Recorded data
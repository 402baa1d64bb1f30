//! Source control driver: branch, stage, commit and push through the git CLI.

use crate::error::{StepError, StepNote, StepResult};
use crate::pipeline::execute_steps;
use crate::ports::{ProcessOutput, ProcessRunner};
use crate::report::RunReport;
use crate::settings::RemoteSettings;
use camino::{Utf8Path, Utf8PathBuf};
use patchship_types::outcome::StepRecord;
use patchship_types::step::{DeployStep, PlannedStep};
use tracing::debug;

/// Thin sequential wrapper over `git` subcommands run in `repo_root`.
pub struct GitDriver<'a> {
    runner: &'a dyn ProcessRunner,
    repo_root: &'a Utf8Path,
}

impl<'a> GitDriver<'a> {
    pub fn new(runner: &'a dyn ProcessRunner, repo_root: &'a Utf8Path) -> Self {
        Self { runner, repo_root }
    }

    fn git(&self, args: &[&str]) -> Result<ProcessOutput, StepError> {
        let owned: Vec<String> = args.iter().map(|s| s.to_string()).collect();
        self.runner
            .run(self.repo_root, "git", &owned)
            .map_err(|e| StepError::GitCommand {
                command: command_line(args),
                stderr: format!("{:#}", e),
            })
    }

    fn git_ok(&self, args: &[&str]) -> Result<ProcessOutput, StepError> {
        let out = self.git(args)?;
        if out.success() {
            Ok(out)
        } else {
            Err(StepError::git(command_line(args), &out))
        }
    }

    /// `checkout -b`, falling back to `checkout` when the branch already exists.
    pub fn create_or_checkout_branch(&self, branch: &str) -> StepResult {
        let created = self.git(&["checkout", "-b", branch])?;
        if created.success() {
            return Ok(StepNote::ok(format!("created branch {}", branch)));
        }
        if created.timed_out {
            return Err(StepError::git(
                command_line(&["checkout", "-b", branch]),
                &created,
            ));
        }

        debug!(branch, stderr = %created.diagnostic(), "create failed, checking out existing branch");
        self.git_ok(&["checkout", branch])?;
        Ok(StepNote::ok(format!("checked out existing branch {}", branch)))
    }

    /// Every path must exist in the working tree; nothing is staged otherwise.
    pub fn stage_files(&self, files: &[Utf8PathBuf]) -> StepResult {
        if files.is_empty() {
            return Ok(StepNote::warn("no files to stage"));
        }
        for file in files {
            let abs = if file.is_absolute() {
                file.clone()
            } else {
                self.repo_root.join(file)
            };
            if !abs.exists() {
                return Err(StepError::FileNotFound { path: file.clone() });
            }
        }

        let mut args = vec!["add", "--"];
        args.extend(files.iter().map(|f| f.as_str()));
        self.git_ok(&args)?;
        Ok(StepNote::ok(format!("staged {} file(s)", files.len())))
    }

    /// A "nothing to commit" result is a warning so re-runs stay harmless.
    pub fn commit(&self, message: &str) -> StepResult {
        let args = ["commit", "-m", message];
        let out = self.git(&args)?;
        if out.success() {
            let summary = out.stdout.lines().next().unwrap_or("committed").trim();
            return Ok(StepNote::ok(summary.to_string()));
        }
        if is_nothing_to_commit(&out) {
            return Ok(StepNote::warn("nothing to commit, working tree unchanged"));
        }
        Err(StepError::git(command_line(&args), &out))
    }

    pub fn push(&self, remote: &str, branch: &str, target: Option<&str>, force: bool) -> StepResult {
        let refspec = match target {
            Some(t) => format!("{}:{}", branch, t),
            None => branch.to_string(),
        };
        let mut args = vec!["push"];
        if force {
            args.push("--force");
        }
        args.push(remote);
        args.push(&refspec);

        let out = self.git_ok(&args)?;
        if out.stderr.contains("Everything up-to-date") || out.stdout.contains("Everything up-to-date")
        {
            return Ok(StepNote::ok(format!("{} already up to date", remote)));
        }
        Ok(StepNote::ok(format!("pushed {} to {}", refspec, remote)))
    }

    /// Execute one git step.
    pub fn run_step(&self, step: &DeployStep) -> StepResult {
        match step {
            DeployStep::CreateOrCheckoutBranch { branch } => self.create_or_checkout_branch(branch),
            DeployStep::StageFiles { files } => self.stage_files(files),
            DeployStep::Commit { message } => self.commit(message),
            DeployStep::PushRemote {
                remote,
                branch,
                target,
                force,
            } => self.push(remote, branch, target.as_deref(), *force),
            other => Err(StepError::Internal(anyhow::anyhow!(
                "{} is not a git step",
                other.kind()
            ))),
        }
    }
}

fn is_nothing_to_commit(out: &ProcessOutput) -> bool {
    let text = format!("{}\n{}", out.stdout, out.stderr);
    text.contains("nothing to commit")
        || text.contains("nothing added to commit")
        || text.contains("no changes added to commit")
}

fn command_line(args: &[&str]) -> String {
    format!("git {}", args.join(" "))
}

/// Branch → stage → commit → push steps, in that order.
pub fn git_workflow_steps(
    branch: &str,
    files: &[Utf8PathBuf],
    message: &str,
    remotes: &[RemoteSettings],
) -> Vec<PlannedStep> {
    let mut steps = vec![
        PlannedStep::fatal(DeployStep::CreateOrCheckoutBranch {
            branch: branch.to_string(),
        }),
        PlannedStep::fatal(DeployStep::StageFiles {
            files: files.to_vec(),
        }),
        PlannedStep::fatal(DeployStep::Commit {
            message: message.to_string(),
        }),
    ];
    for remote in remotes {
        steps.push(PlannedStep {
            step: DeployStep::PushRemote {
                remote: remote.name.clone(),
                branch: branch.to_string(),
                target: remote.target.clone(),
                force: remote.force,
            },
            abort_on_failure: remote.abort_on_failure,
        });
    }
    steps
}

/// Run the git half of a deploy on its own, returning the records it appended.
pub fn run_git_workflow(
    runner: &dyn ProcessRunner,
    repo_root: &Utf8Path,
    branch: &str,
    files: &[Utf8PathBuf],
    message: &str,
    remotes: &[RemoteSettings],
    report: &mut RunReport,
) -> Vec<StepRecord> {
    let start = report.outcome().records.len();
    let steps = git_workflow_steps(branch, files, message, remotes);
    let driver = GitDriver::new(runner, repo_root);
    execute_steps(&steps, report, |step| driver.run_step(step));
    report.outcome().records[start..].to_vec()
}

Task directions =
Output all records exactly, with nothing added or dropped.

Output for this exercise =
repository 402baa1d64bb1f30
//! Source control driver: branch, stage, commit and push through the git CLI.

use crate::error::{StepError, StepNote, StepResult};
use crate::pipeline::execute_steps;
use crate::ports::{ProcessOutput, ProcessRunner};
use crate::report::RunReport;
use crate::settings::RemoteSettings;
use camino::{Utf8Path, Utf8PathBuf};
use patchship_types::outcome::StepRecord;
use patchship_types::step::{DeployStep, PlannedStep};
use tracing::debug;

/// Thin sequential wrapper over `git` subcommands run in `repo_root`.
pub struct GitDriver<'a> {
    runner: &'a dyn ProcessRunner,
    repo_root: &'a Utf8Path,
}

impl<'a> GitDriver<'a> {
    pub fn new(runner: &'a dyn ProcessRunner, repo_root: &'a Utf8Path) -> Self {
        Self { runner, repo_root }
    }

    fn git(&self, args: &[&str]) -> Result<ProcessOutput, StepError> {
        let owned: Vec<String> = args.iter().map(|s| s.to_string()).collect();
        self.runner
            .run(self.repo_root, "git", &owned)
            .map_err(|e| StepError::GitCommand {
                command: command_line(args),
                stderr: format!("{:#}", e),
            })
    }

    fn git_ok(&self, args: &[&str]) -> Result<ProcessOutput, StepError> {
        let out = self.git(args)?;
        if out.success() {
            Ok(out)
        } else {
            Err(StepError::git(command_line(args), &out))
        }
    }

    /// `checkout -b`, falling back to `checkout` when the branch already exists.
    pub fn create_or_checkout_branch(&self, branch: &str) -> StepResult {
        let created = self.git(&["checkout", "-b", branch])?;
        if created.success() {
            return Ok(StepNote::ok(format!("created branch {}", branch)));
        }
        if created.timed_out {
            return Err(StepError::git(
                command_line(&["checkout", "-b", branch]),
                &created,
            ));
        }

        debug!(branch, stderr = %created.diagnostic(), "create failed, checking out existing branch");
        self.git_ok(&["checkout", branch])?;
        Ok(StepNote::ok(format!("checked out existing branch {}", branch)))
    }

    /// Every path must exist in the working tree; nothing is staged otherwise.
    pub fn stage_files(&self, files: &[Utf8PathBuf]) -> StepResult {
        if files.is_empty() {
            return Ok(StepNote::warn("no files to stage"));
        }
        for file in files {
            let abs = if file.is_absolute() {
                file.clone()
            } else {
                self.repo_root.join(file)
            };
            if !abs.exists() {
                return Err(StepError::FileNotFound { path: file.clone() });
            }
        }

        let mut args = vec!["add", "--"];
        args.extend(files.iter().map(|f| f.as_str()));
        self.git_ok(&args)?;
        Ok(StepNote::ok(format!("staged {} file(s)", files.len())))
    }

    /// A "nothing to commit" result is a warning so re-runs stay harmless.
    pub fn commit(&self, message: &str) -> StepResult {
        let args = ["commit", "-m", message];
        let out = self.git(&args)?;
        if out.success() {
            let summary = out.stdout.lines().next().unwrap_or("committed").trim();
            return Ok(StepNote::ok(summary.to_string()));
        }
        if is_nothing_to_commit(&out) {
            return Ok(StepNote::warn("nothing to commit, working tree unchanged"));
        }
        Err(StepError::git(command_line(&args), &out))
    }

    pub fn push(&self, remote: &str, branch: &str, target: Option<&str>, force: bool) -> StepResult {
        let refspec = match target {
            Some(t) => format!("{}:{}", branch, t),
            None => branch.to_string(),
        };
        let mut args = vec!["push"];
        if force {
            args.push("--force");
        }
        args.push(remote);
        args.push(&refspec);

        let out = self.git_ok(&args)?;
        if out.stderr.contains("Everything up-to-date") || out.stdout.contains("Everything up-to-date")
        {
            return Ok(StepNote::ok(format!("{} already up to date", remote)));
        }
        Ok(StepNote::ok(format!("pushed {} to {}", refspec, remote)))
    }

    /// Execute one git step.
    pub fn run_step(&self, step: &DeployStep) -> StepResult {
        match step {
            DeployStep::CreateOrCheckoutBranch { branch } => self.create_or_checkout_branch(branch),
            DeployStep::StageFiles { files } => self.stage_files(files),
            DeployStep::Commit { message } => self.commit(message),
            DeployStep::PushRemote {
                remote,
                branch,
                target,
                force,
            } => self.push(remote, branch, target.as_deref(), *force),
            other => Err(StepError::Internal(anyhow::anyhow!(
                "{} is not a git step",
                other.kind()
            ))),
        }
    }
}

fn is_nothing_to_commit(out: &ProcessOutput) -> bool {
    let text = format!("{}\n{}", out.stdout, out.stderr);
    text.contains("nothing to commit")
        || text.contains("nothing added to commit")
        || text.contains("no changes added to commit")
}

fn command_line(args: &[&str]) -> String {
    format!("git {}", args.join(" "))
}

/// Branch → stage → commit → push steps, in that order.
pub fn git_workflow_steps(
    branch: &str,
    files: &[Utf8PathBuf],
    message: &str,
    remotes: &[RemoteSettings],
) -> Vec<PlannedStep> {
    let mut steps = vec![
        PlannedStep::fatal(DeployStep::CreateOrCheckoutBranch {
            branch: branch.to_string(),
        }),
        PlannedStep::fatal(DeployStep::StageFiles {
            files: files.to_vec(),
        }),
        PlannedStep::fatal(DeployStep::Commit {
            message: message.to_string(),
        }),
    ];
    for remote in remotes {
        steps.push(PlannedStep {
            step: DeployStep::PushRemote {
                remote: remote.name.clone(),
                branch: branch.to_string(),
                target: remote.target.clone(),
                force: remote.force,
            },
            abort_on_failure: remote.abort_on_failure,
        });
    }
    steps
}

/// Run the git half of a deploy on its own, returning the records it appended.
pub fn run_git_workflow(
    runner: &dyn ProcessRunner,
    repo_root: &Utf8Path,
    branch: &str,
    files: &[Utf8PathBuf],
    message: &str,
    remotes: &[RemoteSettings],
    report: &mut RunReport,
) -> Vec<StepRecord> {
    let start = report.outcome().records.len();
    let steps = git_workflow_steps(branch, files, message, remotes);
    let driver = GitDriver::new(runner, repo_root);
    execute_steps(&steps, report, |step| driver.run_step(step));
    report.outcome().records[start..].to_vec()
}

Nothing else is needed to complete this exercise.